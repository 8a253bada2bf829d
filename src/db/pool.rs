//! SQLite connection wrapper for the session store.

use crate::db::migrate::run_pending_migrations;
use crate::errors::AppResult;
use rusqlite::Connection;
use std::fs;
use std::path::Path;

pub struct DbPool {
    pub conn: Connection,
}

impl DbPool {
    /// Opens the session store and applies pending migrations.
    pub fn new(path: &str) -> AppResult<Self> {
        let path = Path::new(path);
        if let Some(parent) = path.parent()
            && !parent.as_os_str().is_empty()
        {
            fs::create_dir_all(parent)?;
        }

        let conn = Connection::open(path)?;
        run_pending_migrations(&conn)?;
        Ok(Self { conn })
    }
}
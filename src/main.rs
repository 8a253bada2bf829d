//! rWeekhours main entrypoint.

use rweekhours::run;
use rweekhours::ui::messages::error;

fn main() {
    if let Err(e) = run() {
        error(format!("Error: {}", e));
        std::process::exit(1);
    }
}
// src/export/json_csv.rs

use crate::errors::{AppError, AppResult};
use crate::export::{OverviewExport, notify_export_success};
use crate::ui::messages::info;
use std::fs::File;
use std::io::Write;
use std::path::Path;

/// Export JSON pretty-printed.
pub(crate) fn export_json(data: &OverviewExport, path: &Path) -> AppResult<()> {
    info(format!("Exporting to JSON: {}", path.display()));

    let json_data = serde_json::to_string_pretty(data)
        .map_err(|e| AppError::Export(format!("JSON serialization error: {e}")))?;

    let mut file = File::create(path)?;
    file.write_all(json_data.as_bytes())?;

    notify_export_success("JSON", path);
    Ok(())
}

/// Export CSV: one line per student, `H:MM` per week.
pub(crate) fn export_csv(data: &OverviewExport, path: &Path) -> AppResult<()> {
    info(format!("Exporting to CSV: {}", path.display()));

    let mut wtr = csv::Writer::from_path(path)?;

    wtr.write_record(data.headers())?;
    for row in data.text_rows() {
        wtr.write_record(&row)?;
    }

    wtr.flush()?;

    notify_export_success("CSV", path);
    Ok(())
}
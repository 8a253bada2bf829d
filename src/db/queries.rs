//! Reads and writes of session data.

use crate::errors::AppResult;
use crate::models::{SessionState, WeekOverview, WeeklySummary};
use chrono::Local;
use rusqlite::{Connection, params};

/// Loads the cumulative minutes of the running session.
pub fn load_session_state(conn: &Connection) -> AppResult<SessionState> {
    let mut stmt = conn.prepare("SELECT student_name, minutes FROM cumulative")?;
    let rows = stmt.query_map([], |row| Ok((row.get::<_, String>(0)?, row.get::<_, i64>(1)?)))?;

    let mut entries = Vec::new();
    for r in rows {
        entries.push(r?);
    }

    Ok(entries.into_iter().collect())
}

/// Records one processed upload and replaces the stored session state, in a
/// single transaction. Returns the new upload id.
pub fn save_upload(
    conn: &mut Connection,
    week_label: &str,
    source: &str,
    summaries: &[WeeklySummary],
    state: &SessionState,
) -> AppResult<i64> {
    let tx = conn.transaction()?;

    tx.execute(
        "INSERT INTO uploads (week_label, source, uploaded_at) VALUES (?1, ?2, ?3)",
        params![week_label, source, Local::now().to_rfc3339()],
    )?;
    let upload_id = tx.last_insert_rowid();

    {
        let mut ins = tx.prepare(
            "INSERT INTO upload_minutes (upload_id, student_name, minutes) VALUES (?1, ?2, ?3)",
        )?;
        for s in summaries {
            ins.execute(params![upload_id, s.student_name, s.week_minutes])?;
        }

        let mut upsert = tx.prepare(
            "INSERT INTO cumulative (student_name, minutes) VALUES (?1, ?2)
             ON CONFLICT(student_name) DO UPDATE SET minutes = excluded.minutes",
        )?;
        for (name, minutes) in state.iter() {
            upsert.execute(params![name, minutes])?;
        }
    }

    tx.commit()?;
    Ok(upload_id)
}

/// True when an upload with this week label is already in the session.
pub fn week_already_uploaded(conn: &Connection, week_label: &str) -> AppResult<bool> {
    let mut stmt = conn.prepare("SELECT 1 FROM uploads WHERE week_label = ?1 LIMIT 1")?;
    Ok(stmt.exists([week_label])?)
}

/// Per-week minutes of every upload, pivoted by student.
pub fn load_week_overview(conn: &Connection) -> AppResult<WeekOverview> {
    let mut stmt = conn.prepare(
        "SELECT u.week_label, m.student_name, m.minutes
         FROM upload_minutes m
         JOIN uploads u ON u.id = m.upload_id
         ORDER BY u.id ASC, m.student_name ASC",
    )?;

    let rows = stmt.query_map([], |row| {
        Ok((
            row.get::<_, String>(0)?,
            row.get::<_, String>(1)?,
            row.get::<_, i64>(2)?,
        ))
    })?;

    let mut out = Vec::new();
    for r in rows {
        out.push(r?);
    }

    Ok(WeekOverview::from_rows(out))
}

pub fn count_uploads(conn: &Connection) -> AppResult<i64> {
    Ok(conn.query_row("SELECT COUNT(*) FROM uploads", [], |r| r.get(0))?)
}

/// Ends the session: drops cumulative state and upload history.
/// The internal log is kept.
pub fn reset_session(conn: &mut Connection) -> AppResult<usize> {
    let tx = conn.transaction()?;
    let removed = tx.execute("DELETE FROM upload_minutes", [])?;
    tx.execute("DELETE FROM uploads", [])?;
    tx.execute("DELETE FROM cumulative", [])?;
    tx.commit()?;
    Ok(removed)
}
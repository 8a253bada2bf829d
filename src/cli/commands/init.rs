use crate::cli::commands::log_quietly;
use crate::cli::parser::Cli;
use crate::config::Config;
use crate::db::pool::DbPool;
use crate::errors::AppResult;
use crate::ui::messages::{info, success};

/// Handle the `init` command
///
/// This initializes:
///  - the config directory (if missing)
///  - the configuration file (skipped in test mode)
///  - the session database and its migrations
pub fn handle(cli: &Cli) -> AppResult<()> {
    let db_path = Config::init_all(cli.db.clone(), cli.test)?;
    let db_path = db_path.to_string_lossy().to_string();

    info("Initializing rWeekhours…");
    if !cli.test {
        info(format!("Config file : {}", Config::config_file().display()));
    }
    info(format!("Database    : {}", &db_path));

    let pool = DbPool::new(&db_path)?;

    log_quietly(
        &pool.conn,
        "init",
        "",
        &format!("Session database initialized at {}", &db_path),
    );

    success(format!("Database initialized at {}", &db_path));
    Ok(())
}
==*==
## INSTRUCTIONS TO FOLLOW
Set down the whole listing again. Keep every word as it is.

## FINISHED EXERCISE
repository 8a253bada2bf829d
filename src/db/pool.rs
//! SQLite connection wrapper for the session store.

use crate::db::migrate::run_pending_migrations;
use crate::errors::AppResult;
use rusqlite::Connection;
use std::fs;
use std::path::Path;

pub struct DbPool {
    pub conn: Connection,
}

impl DbPool {
    /// Opens the session store and applies pending migrations.
    pub fn new(path: &str) -> AppResult<Self> {
        let path = Path::new(path);
        if let Some(parent) = path.parent()
            && !parent.as_os_str().is_empty()
        {
            fs::create_dir_all(parent)?;
        }

        let conn = Connection::open(path)?;
        run_pending_migrations(&conn)?;
        Ok(Self { conn })
    }
}
filename src/main.rs
repository 8a253bada2bf829d
//! rWeekhours main entrypoint.

use rweekhours::run;
use rweekhours::ui::messages::error;

fn main() {
    if let Err(e) = run() {
        error(format!("Error: {}", e));
        std::process::exit(1);
    }
}
// src/export/json_csv.rs

use crate::errors::{AppError, AppResult};
use crate::export::{OverviewExport, notify_export_success};
use crate::ui::messages::info;
use std::fs::File;
use std::io::Write;
use std::path::Path;

/// Export JSON pretty-printed.
pub(crate) fn export_json(data: &OverviewExport, path: &Path) -> AppResult<()> {
    info(format!("Exporting to JSON: {}", path.display()));

    let json_data = serde_json::to_string_pretty(data)
        .map_err(|e| AppError::Export(format!("JSON serialization error: {e}")))?;

    let mut file = File::create(path)?;
    file.write_all(json_data.as_bytes())?;

    notify_export_success("JSON", path);
    Ok(())
}

/// Export CSV: one line per student, `H:MM` per week.
pub(crate) fn export_csv(data: &OverviewExport, path: &Path) -> AppResult<()> {
    info(format!("Exporting to CSV: {}", path.display()));

    let mut wtr = csv::Writer::from_path(path)?;

    wtr.write_record(data.headers())?;
    for row in data.text_rows() {
        wtr.write_record(&row)?;
    }

    wtr.flush()?;

    notify_export_success("CSV", path);
    Ok(())
}
repository 8a253bada2bf829d
filename src/db/queries.rs
//! Reads and writes of session data.

use crate::errors::AppResult;
use crate::models::{SessionState, WeekOverview, WeeklySummary};
use chrono::Local;
use rusqlite::{Connection, params};

/// Loads the cumulative minutes of the running session.
pub fn load_session_state(conn: &Connection) -> AppResult<SessionState> {
    let mut stmt = conn.prepare("SELECT student_name, minutes FROM cumulative")?;
    let rows = stmt.query_map([], |row| Ok((row.get::<_, String>(0)?, row.get::<_, i64>(1)?)))?;

    let mut entries = Vec::new();
    for r in rows {
        entries.push(r?);
    }

    Ok(entries.into_iter().collect())
}

/// Records one processed upload and replaces the stored session state, in a
/// single transaction. Returns the new upload id.
pub fn save_upload(
    conn: &mut Connection,
    week_label: &str,
    source: &str,
    summaries: &[WeeklySummary],
    state: &SessionState,
) -> AppResult<i64> {
    let tx = conn.transaction()?;

    tx.execute(
        "INSERT INTO uploads (week_label, source, uploaded_at) VALUES (?1, ?2, ?3)",
        params![week_label, source, Local::now().to_rfc3339()],
    )?;
    let upload_id = tx.last_insert_rowid();

    {
        let mut ins = tx.prepare(
            "INSERT INTO upload_minutes (upload_id, student_name, minutes) VALUES (?1, ?2, ?3)",
        )?;
        for s in summaries {
            ins.execute(params![upload_id, s.student_name, s.week_minutes])?;
        }

        let mut upsert = tx.prepare(
            "INSERT INTO cumulative (student_name, minutes) VALUES (?1, ?2)
             ON CONFLICT(student_name) DO UPDATE SET minutes = excluded.minutes",
        )?;
        for (name, minutes) in state.iter() {
            upsert.execute(params![name, minutes])?;
        }
    }

    tx.commit()?;
    Ok(upload_id)
}

/// True when an upload with this week label is already in the session.
pub fn week_already_uploaded(conn: &Connection, week_label: &str) -> AppResult<bool> {
    let mut stmt = conn.prepare("SELECT 1 FROM uploads WHERE week_label = ?1 LIMIT 1")?;
    Ok(stmt.exists([week_label])?)
}

/// Per-week minutes of every upload, pivoted by student.
pub fn load_week_overview(conn: &Connection) -> AppResult<WeekOverview> {
    let mut stmt = conn.prepare(
        "SELECT u.week_label, m.student_name, m.minutes
         FROM upload_minutes m
         JOIN uploads u ON u.id = m.upload_id
         ORDER BY u.id ASC, m.student_name ASC",
    )?;

    let rows = stmt.query_map([], |row| {
        Ok((
            row.get::<_, String>(0)?,
            row.get::<_, String>(1)?,
            row.get::<_, i64>(2)?,
        ))
    })?;

    let mut out = Vec::new();
    for r in rows {
        out.push(r?);
    }

    Ok(WeekOverview::from_rows(out))
}

pub fn count_uploads(conn: &Connection) -> AppResult<i64> {
    Ok(conn.query_row("SELECT COUNT(*) FROM uploads", [], |r| r.get(0))?)
}

/// Ends the session: drops cumulative state and upload history.
/// The internal log is kept.
pub fn reset_session(conn: &mut Connection) -> AppResult<usize> {
    let tx = conn.transaction()?;
    let removed = tx.execute("DELETE FROM upload_minutes", [])?;
    tx.execute("DELETE FROM uploads", [])?;
    tx.execute("DELETE FROM cumulative", [])?;
    tx.commit()?;
    Ok(removed)
}
repository 8a253bada2bf829d
filename src/cli/commands/init.rs
use crate::cli::commands::log_quietly;
use crate::cli::parser::Cli;
use crate::config::Config;
use crate::db::pool::DbPool;
use crate::errors::AppResult;
use crate::ui::messages::{info, success};

/// Handle the `init` command
///
/// This initializes:
///  - the config directory (if missing)
///  - the configuration file (skipped in test mode)
///  - the session database and its migrations
pub fn handle(cli: &Cli) -> AppResult<()> {
    let db_path = Config::init_all(cli.db.clone(), cli.test)?;
    let db_path = db_path.to_string_lossy().to_string();

    info("Initializing rWeekhours…");
    if !cli.test {
        info(format!("Config file : {}", Config::config_file().display()));
    }
    info(format!("Database    : {}", &db_path));

    let pool = DbPool::new(&db_path)?;

    log_quietly(
        &pool.conn,
        "init",
        "",
        &format!("Session database initialized at {}", &db_path),
    );

    success(format!("Database initialized at {}", &db_path));
    Ok(())
}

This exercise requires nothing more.